Every line below that contains "TickReport" is to be copied.
════════════════
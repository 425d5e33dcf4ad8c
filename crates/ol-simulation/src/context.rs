use std::collections::BTreeMap;

use ol_core::{Planet, PlanetId, Route, RouteId};

use crate::config::SimConfig;
use crate::event::{EventLog, SimEvent, SimEventKind};

/// Money flows and arrivals accumulated over one or more ticks.
#[derive(Debug, Clone, Default, PartialEq)]
pub struct TickReport {
    /// Money earned from collected waste.
    pub income: f64,
    /// Upkeep actually debited (saturates when the treasury is empty).
    pub upkeep: f64,
    /// Ships that docked.
    pub arrivals: u32,
    /// Waste units collected from planets.
    pub waste_loaded: u64,
    /// Waste units unloaded onto planets.
    pub waste_dumped: u64,
}

impl TickReport {
    /// Fold another report into this one.
    pub fn absorb(&mut self, other: &TickReport) {
        self.income += other.income;
        self.upkeep += other.upkeep;
        self.arrivals += other.arrivals;
        self.waste_loaded += other.waste_loaded;
        self.waste_dumped += other.waste_dumped;
    }

    /// Income minus upkeep.
    pub fn net(&self) -> f64 {
        self.income - self.upkeep
    }
}

/// Mutable context passed to each ship step.
///
/// Holds every part of the world except the ship collection itself, so
/// one ship can be borrowed mutably while planets and money are updated.
pub struct SimContext<'a> {
    /// All planets, mutated by cargo transfers.
    pub planets: &'a mut BTreeMap<PlanetId, Planet>,
    /// All routes, read-only during a tick.
    pub routes: &'a BTreeMap<RouteId, Route>,
    /// The treasury.
    pub money: &'a mut f64,
    /// Economy rates.
    pub config: &'a SimConfig,
    /// Event sink.
    pub events: &'a mut EventLog,
    /// Running totals for this tick.
    pub report: &'a mut TickReport,
    /// Current tick number, stamped on emitted events.
    pub tick: u64,
}

impl SimContext<'_> {
    /// Emit a simulation event at the current tick.
    pub fn emit(&mut self, kind: SimEventKind, description: impl Into<String>) {
        self.events.push(SimEvent::new(self.tick, kind, description));
    }
}
//! Cargo transfer between a docked ship and a planet.

use ol_core::{Action, Planet, Ship};

use crate::economy::correct_overflow;

/// Result of executing a route stop's action.
#[derive(Debug, Clone, PartialEq, Eq)]
pub enum Transfer {
    /// Waste moved planet -> ship.
    Loaded {
        /// Units moved.
        amount: u32,
    },
    /// Waste moved ship -> planet.
    Dumped {
        /// Units moved.
        amount: u32,
        /// Inhabitants pushed out by the extra waste.
        displaced: u32,
    },
    /// The action is not one this engine performs; nothing moved.
    Skipped {
        /// The unrecognised action tag.
        action: String,
    },
}

/// Apply `action` for `ship` docked at `planet`, crediting `money` for
/// collected waste at `money_per_waste` per unit.
///
/// A full hold, an empty planet, or a full planet are no-ops, not errors.
pub fn execute_ship_action(
    ship: &mut Ship,
    action: &Action,
    planet: &mut Planet,
    money: &mut f64,
    money_per_waste: f64,
) -> Transfer {
    match action {
        Action::LoadWaste => {
            let amount = planet.waste.min(ship.free_capacity());
            ship.waste += amount;
            planet.waste -= amount;
            *money += f64::from(amount) * money_per_waste;
            Transfer::Loaded { amount }
        }
        Action::DumpWaste => {
            let amount = ship.waste.min(planet.waste_room());
            ship.waste -= amount;
            planet.waste += amount;
            let displaced = correct_overflow(planet);
            Transfer::Dumped { amount, displaced }
        }
        Action::Other(tag) => Transfer::Skipped {
            action: tag.clone(),
        },
    }
}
════════════════
**ANSWER TO THE PROBLEM:**
pub struct TickReport {
impl TickReport {
    pub fn absorb(&mut self, other: &TickReport) {
    pub report: &'a mut TickReport,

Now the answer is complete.